通过tf.layers来定义模型结果。这里可以使用原生态的TensorFlowAPI或者任何TensorFlow的高层封装。X给出了输入层张量,is_training指明了是否为训练。该函数返回前向传播的结果

def lenet(x, is_training):
    #将输入转化为卷积层需要的形状
    x = tf.reshape(x, shape=[-1, 28, 28, 1])

    net = tf.layers.conv2d(x, 32, 5, activation=tf.nn.relu)
    net = tf.layers.max_pooling2d(net, 2, 2)
    net = tf.layers.conv2d(net, 64, 3, activation=tf.nn.relu)
    net = tf.layers.max_pooling2d(net, 2, 2)
    net = tf.contrib.layers.flatten(net)
    net = tf.layers.dense(net, 1024)
    net = tf.layers.dropout(net, rate=0.4, training=is_training)
    return tf.layers.dense(net, 10)

自定义Estimator中使用的模型。定义的函数有4个输入,features给出了在输入函数中会提供的输入层张量。注意这是一个字典,字典里的内容是通过tf.estimator.inputs.numpy_input_fn中x参数的内容指定的。labels是正确答案,这个字段的内容是通过numpy_input_fn中的y参数给出的。mode的取值有3种可能,分别对应Estimator类的train,evaluate和predict这3个函数。通过这个参数可以判断当前是否是训练过程。最后params是一个字典,这个字典中可以给出模型相关的任何超参数。

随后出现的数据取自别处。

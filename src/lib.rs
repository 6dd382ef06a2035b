//! # madfa
//!
//! Memory-efficient, immutable string sets backed by a
//! [MADFA](https://en.wikipedia.org/wiki/Deterministic_acyclic_finite_state_automaton)
//! (minimal acyclic deterministic finite-state automaton).
//!
//! Given words in sorted order, the builder produces the unique minimal
//! automaton recognizing exactly that set, using the incremental algorithm
//! of [Daciuk et al. (2000)](https://arxiv.org/abs/cs/0007009v1): the
//! automaton is kept minimal after every insertion by freezing each word's
//! no-longer-extensible suffix into a register of canonical states.
//!
//! ## Features
//!
//! - **Generic over the alphabet**: works with `char`, `u8`, `u16`, or any
//!   type implementing [`Label`](automaton::Label)
//! - **Compact**: shared prefixes *and* suffixes; one state per
//!   equivalence class
//! - **Fast**: O(word length) membership with arena-allocated states
//! - **Ordered**: enumeration yields the stored words in lexicographic
//!   order, lazily and restartably
//! - **Shareable**: a built [`Automaton`](automaton::Automaton) is
//!   immutable, `Send` and `Sync`
//!
//! ## Quick Start
//!
//! The simplest entry point is [`build_automaton`](automaton::build_automaton),
//! which returns a self-contained [`Automaton`](automaton::Automaton):
//!
//! ```
//! use madfa::automaton::build_automaton;
//!
//! let set = build_automaton(["bats", "cats", "rats"]).unwrap();
//!
//! assert_eq!(set.len(), 3);
//! assert!(set.contains("bats"));
//! assert!(!set.contains("bat"));
//!
//! let mut words = set.words();
//! while words.advance() {
//!     println!("{}", words.current().iter().collect::<String>());
//! }
//! ```
//!
//! For explicit control over allocation (requires the `arena` feature,
//! enabled by default):
//!
//! ```
//! # #[cfg(feature = "arena")] {
//! use madfa::automaton::{build_in, Arena};
//!
//! let arena = Arena::new();
//! let root = build_in(&arena, ["bats", "cats", "rats"]).unwrap().unwrap();
//!
//! assert!(root.walk("cats".chars()).is_some_and(|s| s.is_final()));
//! assert!(root.walk("ats".chars()).is_none());
//! # }
//! ```
//!
//! ## Generic Usage
//!
//! The automaton is generic over the edge label type:
//!
//! ```
//! use madfa::automaton::build_automaton;
//!
//! let words: Vec<Vec<u8>> = vec![vec![1, 2, 3], vec![1, 2, 4], vec![2, 3, 4]];
//! let set = build_automaton(words).unwrap();
//!
//! assert!(set.contains([1u8, 2, 3].as_slice()));
//! assert!(!set.contains([1u8, 2, 5].as_slice()));
//! ```

#![warn(missing_docs)]

/// Core automaton data structure: states, builder, enumerator, and the
/// label trait.
pub mod automaton;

比如这里将学习率放在params中。

def model_fn(features, labels, mode, params):
    # 定义神经网络的结构并通过输入到前向传播的结果。
    predict = lenet(features["image"], mode == tf.estimator.ModeKeys.TRAIN)
    # 如果在预测模式,那么只需要将结果返回即可
    if mode == tf.estimator.ModeKeys.PREDICT:
        # 使用EstimatorSpec传递返回值,并通过predictions参数指定返回的结果。
        return tf.estimator.EstimatorSpec(
            mode=mode,
            predictions={"result": tf.argmax(predict, 1)})

    # 定义损失函数
    loss = tf.reduce_mean(tf.nn.sparse_softmax_cross_entropy_with_logits(
            logits=predict, labels=labels))
    # 定义优化函数
    optimizer = tf.train.GradientDescentOptimizer(
            learning_rate=params["learning_rate"])
    # 定义训练过程
    train_op = optimizer.minimize(
            loss=loss, global_step=tf.train.get_global_step())

    # 定义评测标准,在运行evaluate时会计算这里定义的所有评测标准
    eval_metric_ops = {
            "my_metric": tf.metrics.accuracy(tf.argmax(predict, 1), labels)
    }
    # 返回模型训练过程需要使用的损失函数,训练过程和评测方法
    return tf.estimator.EstimatorSpec(
        mode=mode,
        loss=loss,
        train_op=train_op,
        eval_metric_ops=eval_metric_ops)

通过自定义的方式生成Estimator类,这里需要提供模型定义的函数并通过params参数指定模型定义时使用的超参数

mnist = input_data.read_data_sets("/path/to/MNIST_data", one_hot=False)
model_params = {"learning_rate": 0.01}
estimator = tf.estimator.Estimator(model_fn=model_fn, params=model_params)

训练和评测

train_input_fn = tf.estimator.inputs.numpy_input_fn(
    x={"image": mnist.train.images},
    y=mnist.train.labels.astype(np.int32),
    num_epochs=None,
    batch_size=128,
    shuffle=True)
estimator.train(input_fn=train_input_fn, steps=30000)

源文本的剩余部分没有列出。